Equal Troth

Alternately titled: Love-Measure

Dante Gabriel Rossetti

General Description

Date: 1871
Rhyme: abbaabbacdecde
Meter: iambic pentameter
Genre: sonnet

Bibliography

◦ WMR, DGR Designer and Writer, 204

◦ Baum, ed., House of Life, 109-110

Annotations

Editorial glosses and textual notes are available in a pop-up window. Line numbering reflects the structure of the 1881 Ballads and Sonnets First Edition text.

Scholarly Commentary

Introduction

The sonnet follows upon the previous sonnet in the 1881 “House of Life” sequence, “Her Gifts”.

The octave's images make connections with the various sonnets in the sequence that elaborate the paradisal iconography of grove, shrine, and tree. The sestet, however, is the more interesting section of the poem. The pun on the word “sum” and the implicit wordplay with the word “thousandfold” focus the issues, which reach back to the word “measure” and its poetical overtones. The word “thousandfold” is here used primarily as a transcendental sign, but its elementary numerical meaning is being held for our attention by the word “sum”. The two meanings measure the distinction that is drawn between the poet's “sum” (his mortal being and his first-person address in this poem) and the lady's 's “worth”. “Thousandfold” gains its meaning of “uncountable” from the world of beings who count, as transcendent beings do not.

In the final accounting of this sonnet (in its final argument), both lover and beloved speak the whole truth as they know it from their different positions.
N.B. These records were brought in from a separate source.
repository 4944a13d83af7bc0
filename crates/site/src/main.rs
//! Binary entrypoint for the browser-hosted `site` application.

#[cfg(all(target_arch = "wasm32", feature = "csr"))]
fn main() {
    site::mount();
}

#[cfg(not(target_arch = "wasm32"))]
fn main() {
    eprintln!(
        "This binary is intended for the browser/WASM workflow. Build `site_app` for wasm32 with the `csr` feature."
    );
}
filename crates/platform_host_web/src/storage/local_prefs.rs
//! `localStorage`-backed preference store implementation.
//!
//! Values are stored as bare string tokens so they stay readable by any script that shares the
//! origin's storage.

use platform_host::PrefsStore;

#[derive(Debug, Clone, Copy, Default)]
/// Browser preference store backed by `window.localStorage`.
pub struct WebPrefsStore;

impl PrefsStore for WebPrefsStore {
    fn load_pref(&self, key: &str) -> Result<Option<String>, String> {
        #[cfg(target_arch = "wasm32")]
        {
            let Some(storage) = local_storage() else {
                return Ok(None);
            };
            storage
                .get_item(key)
                .map_err(|e| format!("localStorage get_item failed: {e:?}"))
        }

        #[cfg(not(target_arch = "wasm32"))]
        {
            let _ = key;
            Ok(None)
        }
    }

    fn save_pref(&self, key: &str, value: &str) -> Result<(), String> {
        #[cfg(target_arch = "wasm32")]
        {
            let storage = local_storage().ok_or_else(|| "localStorage unavailable".to_string())?;
            storage
                .set_item(key, value)
                .map_err(|e| format!("localStorage set_item failed: {e:?}"))
        }

        #[cfg(not(target_arch = "wasm32"))]
        {
            let _ = (key, value);
            Ok(())
        }
    }
}

// Accessing `localStorage` throws when storage is disabled; that maps to `None` here.
#[cfg(target_arch = "wasm32")]
fn local_storage() -> Option<web_sys::Storage> {
    web_sys::window()?.local_storage().ok().flatten()
}
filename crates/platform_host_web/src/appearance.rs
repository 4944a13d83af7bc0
//! Root-element appearance marker for the browser document.

use platform_host::{AppearanceSurface, ColorScheme};

/// Selector for the mobile browser chrome color tag.
pub const THEME_COLOR_META_SELECTOR: &str = "meta[name=\"theme-color\"]";

#[derive(Debug, Clone, Copy, Default)]
/// Surface writing `light`/`dark` classes on `document.documentElement` and the
/// `theme-color` meta tag.
pub struct WebAppearanceSurface;

impl AppearanceSurface for WebAppearanceSurface {
    fn apply_appearance(&self, scheme: ColorScheme, theme_color: &str) -> Result<(), String> {
        #[cfg(target_arch = "wasm32")]
        {
            let Some(document) = web_sys::window().and_then(|window| window.document()) else {
                return Ok(());
            };
            let Some(root) = document.document_element() else {
                return Ok(());
            };
            let classes = root.class_list();
            classes
                .remove_2(ColorScheme::Light.as_str(), ColorScheme::Dark.as_str())
                .map_err(|err| format!("root class removal failed: {err:?}"))?;
            classes
                .add_1(scheme.as_str())
                .map_err(|err| format!("root class add failed: {err:?}"))?;

            // The meta tag is optional markup.
            if let Ok(Some(meta)) = document.query_selector(THEME_COLOR_META_SELECTOR) {
                meta.set_attribute("content", theme_color)
                    .map_err(|err| format!("theme-color update failed: {err:?}"))?;
            }
            Ok(())
        }

        #[cfg(not(target_arch = "wasm32"))]
        {
            let _ = (scheme, theme_color);
            Ok(())
        }
    }
}
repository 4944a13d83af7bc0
use std::{
    cell::{Cell, RefCell},
    rc::Rc,
};

use leptos::logging;
use platform_host::ThemeHostServices;

use super::{ActionQueue, Persistence};
use crate::{
    config::ThemeStoreConfig,
    error::ThemeError,
    model::HomeAnimationMode,
    observers::{Subscribers, Subscription},
    reducer::{reduce_home_mode, HomeModeAction, HomeModeEffect, HomeModeState},
};

struct HomeModeStoreInner {
    host: ThemeHostServices,
    config: ThemeStoreConfig,
    state: RefCell<HomeModeState>,
    subscribers: Subscribers<HomeAnimationMode>,
    queue: ActionQueue<HomeModeAction>,
    persistence: Persistence,
    initialized: Cell<bool>,
}

#[derive(Clone)]
/// Persisted landing animation selection. Same contract as the theme store minus the derived
/// appearance and the environment coupling.
pub struct HomeAnimationModeStore {
    inner: Rc<HomeModeStoreInner>,
}

impl HomeAnimationModeStore {
    /// Creates a store at [`HomeAnimationMode::Particles`].
    pub fn new(host: ThemeHostServices, config: ThemeStoreConfig) -> Self {
        Self {
            inner: Rc::new(HomeModeStoreInner {
                host,
                config,
                state: RefCell::new(HomeModeState::default()),
                subscribers: Subscribers::default(),
                queue: ActionQueue::default(),
                persistence: Persistence::default(),
                initialized: Cell::new(false),
            }),
        }
    }

    /// Current selection.
    pub fn get_current(&self) -> HomeAnimationMode {
        self.inner.state.borrow().mode
    }

    /// Registers `observer`, calls it immediately with the current mode, and on every change.
    pub fn subscribe(&self, observer: impl Fn(&HomeAnimationMode) + 'static) -> Subscription {
        let observer: Rc<dyn Fn(&HomeAnimationMode)> = Rc::new(observer);
        let subscription = self.inner.subscribers.subscribe(observer.clone());
        observer(&self.get_current());
        subscription
    }

    /// Selects and persists `mode`.
    pub fn set_mode(&self, mode: HomeAnimationMode) {
        self.dispatch(HomeModeAction::SetMode(mode));
    }

    /// Parses and selects an untyped mode token.
    ///
    /// # Errors
    ///
    /// Returns [`ThemeError::UnknownHomeMode`] without touching state when `raw` is not a mode
    /// token.
    pub fn set_mode_str(&self, raw: &str) -> Result<(), ThemeError> {
        let mode = raw.parse::<HomeAnimationMode>()?;
        self.set_mode(mode);
        Ok(())
    }

    /// Hydrates from storage. Only the first call has any effect.
    pub fn initialize(&self) {
        if self.inner.initialized.replace(true) {
            return;
        }
        let key = self.inner.config.home_mode_key.as_str();
        let stored = self
            .inner
            .persistence
            .load(self.inner.host.prefs.as_ref(), key)
            .and_then(|raw| match raw.parse::<HomeAnimationMode>() {
                Ok(mode) => Some(mode),
                Err(err) => {
                    logging::warn!("ignoring stored `{key}` preference: {err}");
                    None
                }
            });
        self.dispatch(HomeModeAction::Hydrate { stored });
    }

    fn dispatch(&self, action: HomeModeAction) {
        self.inner.queue.run(action, |action| self.apply(action));
    }

    fn apply(&self, action: HomeModeAction) {
        let effects = reduce_home_mode(&mut self.inner.state.borrow_mut(), action);
        let mode = self.get_current();
        for effect in effects {
            match effect {
                HomeModeEffect::PersistMode(mode) => self.inner.persistence.save(
                    self.inner.host.prefs.as_ref(),
                    &self.inner.config.home_mode_key,
                    mode.as_str(),
                ),
                HomeModeEffect::Notify => self.inner.subscribers.notify(&mode),
            }
        }
    }
}

impl std::fmt::Debug for HomeAnimationModeStore {
    fn fmt(&self, f: &mut std::fmt::Formatter<'_>) -> std::fmt::Result {
        f.debug_struct("HomeAnimationModeStore")
            .field("mode", &self.get_current())
            .field("initialized", &self.inner.initialized.get())
            .finish()
    }
}
//! Store configuration: storage keys, first-run policy, and browser chrome colors.

use platform_host::ColorScheme;
use serde::{Deserialize, Serialize};

use crate::{error::ThemeError, model::ThemeMode};

/// Default storage key for the theme mode.
pub const THEME_PREF_KEY: &str = "theme";
/// Default storage key for the landing animation mode.
pub const HOME_MODE_PREF_KEY: &str = "homeMode";
/// Default `theme-color` for the dark appearance.
pub const DEFAULT_DARK_THEME_COLOR: &str = "#1a1a1a";
/// Default `theme-color` for the light appearance.
pub const DEFAULT_LIGHT_THEME_COLOR: &str = "#ffffff";

#[derive(Debug, Clone, Copy, PartialEq, Eq, Default, Serialize, Deserialize)]
#[serde(rename_all = "kebab-case")]
/// Mode chosen by [`crate::ThemePreferenceStore::initialize`] when storage holds no usable value.
pub enum InitialThemePolicy {
    /// Use the environment's current scheme as a concrete `light`/`dark` mode.
    #[default]
    SystemThenLight,
    /// Always start at `light`.
    FixedLight,
}

impl InitialThemePolicy {
    /// Returns the fallback mode given the environment's current scheme.
    pub const fn fallback_mode(self, system: ColorScheme) -> ThemeMode {
        match self {
            Self::SystemThenLight => match system {
                ColorScheme::Light => ThemeMode::Light,
                ColorScheme::Dark => ThemeMode::Dark,
            },
            Self::FixedLight => ThemeMode::Light,
        }
    }
}

#[derive(Debug, Clone, PartialEq, Eq, Serialize, Deserialize)]
#[serde(default)]
/// Configuration shared by the theme and home-mode stores.
pub struct ThemeStoreConfig {
    /// Storage key for [`ThemeMode`].
    pub theme_key: String,
    /// Storage key for [`crate::HomeAnimationMode`].
    pub home_mode_key: String,
    /// First-run fallback policy.
    pub initial_policy: InitialThemePolicy,
    /// `theme-color` written while the appearance is dark.
    pub dark_theme_color: String,
    /// `theme-color` written while the appearance is light.
    pub light_theme_color: String,
}

impl Default for ThemeStoreConfig {
    fn default() -> Self {
        Self {
            theme_key: THEME_PREF_KEY.to_string(),
            home_mode_key: HOME_MODE_PREF_KEY.to_string(),
            initial_policy: InitialThemePolicy::default(),
            dark_theme_color: DEFAULT_DARK_THEME_COLOR.to_string(),
            light_theme_color: DEFAULT_LIGHT_THEME_COLOR.to_string(),
        }
    }
}

impl ThemeStoreConfig {
    /// Parses a JSON config blob; missing fields take their defaults.
    ///
    /// # Errors
    ///
    /// Returns [`ThemeError::InvalidConfig`] when the JSON is malformed or fails
    /// [`ThemeStoreConfig::validate`].
    pub fn from_json_str(raw: &str) -> Result<Self, ThemeError> {
        let config: Self =
            serde_json::from_str(raw).map_err(|err| ThemeError::InvalidConfig(err.to_string()))?;
        config.validate()?;
        Ok(config)
    }

    /// Checks that both storage keys are usable and distinct.
    ///
    /// # Errors
    ///
    /// Returns [`ThemeError::InvalidConfig`] describing the first violated rule.
    pub fn validate(&self) -> Result<(), ThemeError> {
        if self.theme_key.trim().is_empty() {
            return Err(ThemeError::InvalidConfig("theme_key is empty".to_string()));
        }
        if self.home_mode_key.trim().is_empty() {
            return Err(ThemeError::InvalidConfig(
                "home_mode_key is empty".to_string(),
            ));
        }
        if self.theme_key == self.home_mode_key {
            return Err(ThemeError::InvalidConfig(format!(
                "theme_key and home_mode_key both use `{}`",
                self.theme_key
            )));
        }
        Ok(())
    }

    /// Browser chrome color for `scheme`.
    pub fn theme_color(&self, scheme: ColorScheme) -> &str {
        match scheme {
            ColorScheme::Light => &self.light_theme_color,
            ColorScheme::Dark => &self.dark_theme_color,
        }
    }
}
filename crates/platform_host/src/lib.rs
//! Typed host-domain contracts shared by the theme runtime and its browser/native adapters.
//!
//! This crate is the API-first boundary for environment services: durable preference storage,
//! the ambient color-scheme signal, and the root presentation surface. Concrete browser adapters
//! live in `platform_host_web`; in-memory and no-op adapters live here for headless hosts and
//! tests.

#![warn(missing_docs, rustdoc::broken_intra_doc_links)]

pub mod appearance;
pub mod color_scheme;
pub mod host;
pub mod storage;

pub use appearance::{
    AppearanceSurface, AppliedAppearance, MemoryAppearanceSurface, NoopAppearanceSurface,
};
pub use color_scheme::{
    ColorScheme, ColorSchemeListener, ColorSchemeSignal, FixedColorScheme, MemoryColorScheme,
};
pub use host::{HostStrategy, ThemeHostServices};
pub use storage::prefs::{MemoryPrefsStore, NoopPrefsStore, PrefsStore};
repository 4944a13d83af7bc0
//! Browser-backed durable storage adapters.

pub mod local_prefs;
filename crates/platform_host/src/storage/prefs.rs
//! Lightweight preference storage contracts and adapters.

use std::{cell::RefCell, collections::HashMap, rc::Rc};

/// Host service for lightweight preference values (bare string token per key).
///
/// Calls are synchronous because the browser backing store (`localStorage`) is synchronous and
/// the theme stores must never suspend.
pub trait PrefsStore {
    /// Loads the raw string stored for a preference key.
    ///
    /// # Errors
    ///
    /// Returns an error when the backing store rejects the read.
    fn load_pref(&self, key: &str) -> Result<Option<String>, String>;

    /// Saves a raw string for a preference key.
    ///
    /// # Errors
    ///
    /// Returns an error when the backing store is unavailable or the write fails (for example
    /// quota exceeded).
    fn save_pref(&self, key: &str, value: &str) -> Result<(), String>;
}

#[derive(Debug, Clone, Copy, Default)]
/// No-op preference store for unsupported targets and pre-render contexts.
pub struct NoopPrefsStore;

impl PrefsStore for NoopPrefsStore {
    fn load_pref(&self, _key: &str) -> Result<Option<String>, String> {
        Ok(None)
    }

    fn save_pref(&self, _key: &str, _value: &str) -> Result<(), String> {
        Ok(())
    }
}

#[derive(Debug, Clone, Default)]
/// In-memory preference store keyed by string.
///
/// Clones share the same map, so a clone kept by a test observes writes made through the store
/// handed to the runtime.
pub struct MemoryPrefsStore {
    inner: Rc<RefCell<HashMap<String, String>>>,
    fail_writes: Rc<RefCell<Option<String>>>,
    fail_reads: Rc<RefCell<Option<String>>>,
}

impl MemoryPrefsStore {
    /// Creates a store pre-populated with `entries`.
    pub fn with_entries<'a>(entries: impl IntoIterator<Item = (&'a str, &'a str)>) -> Self {
        let store = Self::default();
        {
            let mut map = store.inner.borrow_mut();
            for (key, value) in entries {
                map.insert(key.to_string(), value.to_string());
            }
        }
        store
    }

    /// Returns the stored value without going through the [`PrefsStore`] error channel.
    pub fn get(&self, key: &str) -> Option<String> {
        self.inner.borrow().get(key).cloned()
    }

    /// Makes every subsequent write fail with `reason`, simulating a full or disabled store.
    pub fn fail_writes_with(&self, reason: impl Into<String>) {
        *self.fail_writes.borrow_mut() = Some(reason.into());
    }

    /// Makes every subsequent read fail with `reason`, simulating a store blocked by privacy
    /// settings.
    pub fn fail_reads_with(&self, reason: impl Into<String>) {
        *self.fail_reads.borrow_mut() = Some(reason.into());
    }
}

impl PrefsStore for MemoryPrefsStore {
    fn load_pref(&self, key: &str) -> Result<Option<String>, String> {
        if let Some(reason) = self.fail_reads.borrow().as_ref() {
            return Err(reason.clone());
        }
        Ok(self.get(key))
    }

    fn save_pref(&self, key: &str, value: &str) -> Result<(), String> {
        if let Some(reason) = self.fail_writes.borrow().as_ref() {
            return Err(reason.clone());
        }
        self.inner
            .borrow_mut()
            .insert(key.to_string(), value.to_string());
        Ok(())
    }
}

#[cfg(test)]
mod tests {
    use pretty_assertions::assert_eq;

    use super::*;

    #[test]
    fn memory_prefs_store_saves_and_loads() {
        let store = MemoryPrefsStore::default();
        let store_obj: &dyn PrefsStore = &store;

        store_obj.save_pref("theme", "dark").expect("save");
        assert_eq!(
            store_obj.load_pref("theme").expect("load"),
            Some("dark".to_string())
        );
        assert_eq!(store_obj.load_pref("homeMode").expect("load"), None);
    }

    #[test]
    fn memory_prefs_store_clones_share_entries() {
        let store = MemoryPrefsStore::with_entries([("homeMode", "waves")]);
        let observer = store.clone();
        store.save_pref("theme", "auto").expect("save");

        assert_eq!(observer.get("theme"), Some("auto".to_string()));
        assert_eq!(observer.get("homeMode"), Some("waves".to_string()));
    }

    #[test]
    fn failing_writes_leave_existing_entries_untouched() {
        let store = MemoryPrefsStore::with_entries([("theme", "light")]);
        store.fail_writes_with("quota exceeded");

        assert_eq!(
            store.save_pref("theme", "dark"),
            Err("quota exceeded".to_string())
        );
        assert_eq!(store.get("theme"), Some("light".to_string()));
    }

    #[test]
    fn failing_reads_report_the_reason() {
        let store = MemoryPrefsStore::with_entries([("theme", "dark")]);
        store.fail_reads_with("access denied");

        assert_eq!(store.load_pref("theme"), Err("access denied".to_string()));
        assert_eq!(store.get("theme"), Some("dark".to_string()));
    }

    #[test]
    fn noop_prefs_store_is_empty_and_successful() {
        let store = NoopPrefsStore;
        let store_obj: &dyn PrefsStore = &store;
        assert_eq!(store_obj.load_pref("k").expect("load"), None);
        store_obj.save_pref("k", "v").expect("save");
        assert_eq!(store_obj.load_pref("k").expect("load"), None);
    }
}
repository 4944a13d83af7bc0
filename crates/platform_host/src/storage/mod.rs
//! Durable storage contracts.

pub mod prefs;
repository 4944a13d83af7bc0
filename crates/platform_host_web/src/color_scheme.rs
//! Color-scheme signal adapters: `matchMedia` in the browser, OS detection on native hosts.

use platform_host::{ColorScheme, ColorSchemeListener, ColorSchemeSignal};
#[cfg(target_arch = "wasm32")]
use wasm_bindgen::{closure::Closure, JsCast};

/// Media query matched when the environment prefers a dark scheme.
pub const PREFERS_DARK_QUERY: &str = "(prefers-color-scheme: dark)";

#[derive(Debug, Clone, Copy, Default)]
/// Browser signal backed by `window.matchMedia("(prefers-color-scheme: dark)")`.
pub struct WebColorSchemeSignal;

#[cfg(target_arch = "wasm32")]
fn prefers_dark_query() -> Option<web_sys::MediaQueryList> {
    web_sys::window()?
        .match_media(PREFERS_DARK_QUERY)
        .ok()
        .flatten()
}

impl ColorSchemeSignal for WebColorSchemeSignal {
    fn current(&self) -> ColorScheme {
        #[cfg(target_arch = "wasm32")]
        {
            prefers_dark_query()
                .map(|query| ColorScheme::from_prefers_dark(query.matches()))
                .unwrap_or_default()
        }

        #[cfg(not(target_arch = "wasm32"))]
        {
            ColorScheme::Light
        }
    }

    fn watch(&self, listener: ColorSchemeListener) -> Result<(), String> {
        #[cfg(target_arch = "wasm32")]
        {
            let Some(query) = prefers_dark_query() else {
                return Ok(());
            };
            let on_change =
                Closure::<dyn FnMut(web_sys::MediaQueryListEvent)>::wrap(Box::new(move |event| {
                    listener(ColorScheme::from_prefers_dark(event.matches()));
                }));
            query
                .add_event_listener_with_callback("change", on_change.as_ref().unchecked_ref())
                .map_err(|err| format!("matchMedia change listener failed: {err:?}"))?;
            // The listener lives for the page session.
            on_change.forget();
            Ok(())
        }

        #[cfg(not(target_arch = "wasm32"))]
        {
            let _ = listener;
            Ok(())
        }
    }
}

#[derive(Debug, Clone, Copy, Default)]
/// Native signal that reads the OS scheme on demand. The OS exposes no change stream here, so
/// [`ColorSchemeSignal::watch`] accepts the listener without ever firing it.
pub struct OsColorSchemeSignal;

impl ColorSchemeSignal for OsColorSchemeSignal {
    fn current(&self) -> ColorScheme {
        #[cfg(all(feature = "native-host", not(target_arch = "wasm32")))]
        {
            match dark_light::detect() {
                dark_light::Mode::Dark => ColorScheme::Dark,
                dark_light::Mode::Light => ColorScheme::Light,
            }
        }

        #[cfg(not(all(feature = "native-host", not(target_arch = "wasm32"))))]
        {
            ColorScheme::Light
        }
    }

    fn watch(&self, _listener: ColorSchemeListener) -> Result<(), String> {
        Ok(())
    }
}

#[cfg(all(test, not(target_arch = "wasm32")))]
mod tests {
    use pretty_assertions::assert_eq;

    use super::*;

    #[test]
    fn web_signal_reports_light_without_a_window() {
        let signal = WebColorSchemeSignal;
        assert_eq!(signal.current(), ColorScheme::Light);
        signal.watch(Box::new(|_| {})).expect("watch");
    }
}
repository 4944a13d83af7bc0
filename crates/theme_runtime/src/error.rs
use thiserror::Error;

#[derive(Debug, Error, Clone, PartialEq, Eq)]
/// Errors surfaced by theme runtime operations that take untyped input or mutate process state.
pub enum ThemeError {
    /// The value is not one of `light`, `dark`, `auto`.
    #[error("unknown theme mode `{0}`")]
    UnknownThemeMode(String),
    /// The value is not one of the landing animation modes.
    #[error("unknown home animation mode `{0}`")]
    UnknownHomeMode(String),
    /// [`crate::install_stores`] was called a second time on this thread.
    #[error("theme stores are already installed")]
    AlreadyInstalled,
    /// The store configuration failed to parse or validate.
    #[error("invalid theme store config: {0}")]
    InvalidConfig(String),
}
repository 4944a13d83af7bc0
//! Minimal ordered publish/subscribe primitive, independent of any UI reactivity system.

use std::{
    cell::RefCell,
    rc::{Rc, Weak},
};

#[derive(Debug, Clone, Copy, PartialEq, Eq, Hash)]
/// Registration identifier, unique within one [`Subscribers`] list.
pub(crate) struct SubscriberId(u64);

type Observer<T> = Rc<dyn Fn(&T)>;

struct SubscriberList<T> {
    next_id: u64,
    entries: Vec<(SubscriberId, Observer<T>)>,
}

trait Detach {
    fn detach(&self, id: SubscriberId);
}

impl<T> Detach for RefCell<SubscriberList<T>> {
    fn detach(&self, id: SubscriberId) {
        self.borrow_mut().entries.retain(|(entry, _)| *entry != id);
    }
}

/// Ordered observer list. Observers run synchronously in registration order.
pub struct Subscribers<T> {
    list: Rc<RefCell<SubscriberList<T>>>,
}

impl<T> Default for Subscribers<T> {
    fn default() -> Self {
        Self {
            list: Rc::new(RefCell::new(SubscriberList {
                next_id: 0,
                entries: Vec::new(),
            })),
        }
    }
}

impl<T: 'static> Subscribers<T> {
    /// Appends `observer` and returns the handle that removes it.
    pub fn subscribe(&self, observer: Observer<T>) -> Subscription {
        let id = {
            let mut list = self.list.borrow_mut();
            let id = SubscriberId(list.next_id);
            list.next_id += 1;
            list.entries.push((id, observer));
            id
        };
        let list: Weak<dyn Detach> = Rc::downgrade(&self.list) as Weak<dyn Detach>;
        Subscription { id, list }
    }

    /// Calls every observer registered at the start of the pass with `value`.
    ///
    /// Observers may subscribe or unsubscribe while being notified; additions wait for the next
    /// pass and removals take effect immediately.
    pub fn notify(&self, value: &T) {
        let snapshot: Vec<(SubscriberId, Observer<T>)> = self.list.borrow().entries.clone();
        for (id, observer) in snapshot {
            let still_registered = self
                .list
                .borrow()
                .entries
                .iter()
                .any(|(entry, _)| *entry == id);
            if still_registered {
                observer(value);
            }
        }
    }

    pub(crate) fn len(&self) -> usize {
        self.list.borrow().entries.len()
    }
}

#[must_use = "dropping a Subscription keeps the observer registered; call `unsubscribe` to remove it"]
/// Handle returned by `subscribe`. Dropping it leaves the observer registered.
pub struct Subscription {
    id: SubscriberId,
    list: Weak<dyn Detach>,
}

impl Subscription {
    /// Removes the observer. A no-op when the owning store is gone.
    pub fn unsubscribe(self) {
        if let Some(list) = self.list.upgrade() {
            list.detach(self.id);
        }
    }
}

impl std::fmt::Debug for Subscription {
    fn fmt(&self, f: &mut std::fmt::Formatter<'_>) -> std::fmt::Result {
        f.debug_struct("Subscription").field("id", &self.id).finish()
    }
}

#[cfg(test)]
mod tests {
    use std::cell::{Cell, RefCell};

    use pretty_assertions::assert_eq;

    use super::*;

    fn recorder(log: &Rc<RefCell<Vec<String>>>, name: &'static str) -> Observer<u8> {
        let log = log.clone();
        Rc::new(move |value: &u8| log.borrow_mut().push(format!("{name}:{value}")))
    }

    #[test]
    fn notifies_in_registration_order() {
        let log = Rc::new(RefCell::new(Vec::new()));
        let subscribers = Subscribers::<u8>::default();
        let _first = subscribers.subscribe(recorder(&log, "a"));
        let _second = subscribers.subscribe(recorder(&log, "b"));

        subscribers.notify(&7);

        assert_eq!(*log.borrow(), vec!["a:7".to_string(), "b:7".to_string()]);
    }

    #[test]
    fn unsubscribe_removes_only_that_observer() {
        let log = Rc::new(RefCell::new(Vec::new()));
        let subscribers = Subscribers::<u8>::default();
        let first = subscribers.subscribe(recorder(&log, "a"));
        let _second = subscribers.subscribe(recorder(&log, "b"));

        first.unsubscribe();
        subscribers.notify(&1);

        assert_eq!(*log.borrow(), vec!["b:1".to_string()]);
        assert_eq!(subscribers.len(), 1);
    }

    #[test]
    fn observer_removed_mid_pass_is_skipped() {
        let log = Rc::new(RefCell::new(Vec::new()));
        let subscribers = Subscribers::<u8>::default();
        let victim: Rc<RefCell<Option<Subscription>>> = Rc::default();

        let victim_slot = victim.clone();
        let _remover = subscribers.subscribe(Rc::new(move |_: &u8| {
            if let Some(subscription) = victim_slot.borrow_mut().take() {
                subscription.unsubscribe();
            }
        }));
        *victim.borrow_mut() = Some(subscribers.subscribe(recorder(&log, "victim")));

        subscribers.notify(&3);

        assert!(log.borrow().is_empty());
        assert_eq!(subscribers.len(), 1);
    }

    #[test]
    fn observer_added_mid_pass_waits_for_next_pass() {
        let calls = Rc::new(Cell::new(0));
        let subscribers = Rc::new(Subscribers::<u8>::default());
        let added = Rc::new(Cell::new(false));

        let inner_subscribers = subscribers.clone();
        let inner_calls = calls.clone();
        let _adder = subscribers.subscribe(Rc::new(move |_: &u8| {
            if !added.replace(true) {
                let counter = inner_calls.clone();
                let _late = inner_subscribers
                    .subscribe(Rc::new(move |_: &u8| counter.set(counter.get() + 1)));
            }
        }));

        subscribers.notify(&1);
        assert_eq!(calls.get(), 0);
        subscribers.notify(&2);
        assert_eq!(calls.get(), 1);
    }

    #[test]
    fn unsubscribe_after_list_dropped_is_noop() {
        let subscribers = Subscribers::<u8>::default();
        let subscription = subscribers.subscribe(Rc::new(|_: &u8| {}));
        drop(subscribers);
        subscription.unsubscribe();
    }
}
She does “mete” their love (another word play) by a single (neo-platonic) “measure” (see “The Monochord”), whereas the lover (the poet) works by a system of differential measurements, the most powerful of which is the writing of verse.

Textual History: Composition

The sonnet descends to us in four integral manuscripts: an early draft in the Ashley Library; the printer's copy now gathered in the Troxell compilation of the sonnet sequence; and two other fair copies, one in the Fitzwilliam compilation of “The House of Life”; and one made for Jane Morris and the Kelmscott Love sonnets sequence.

Printing History

First published in the 1881 Ballads and Sonnets and collected thereafter.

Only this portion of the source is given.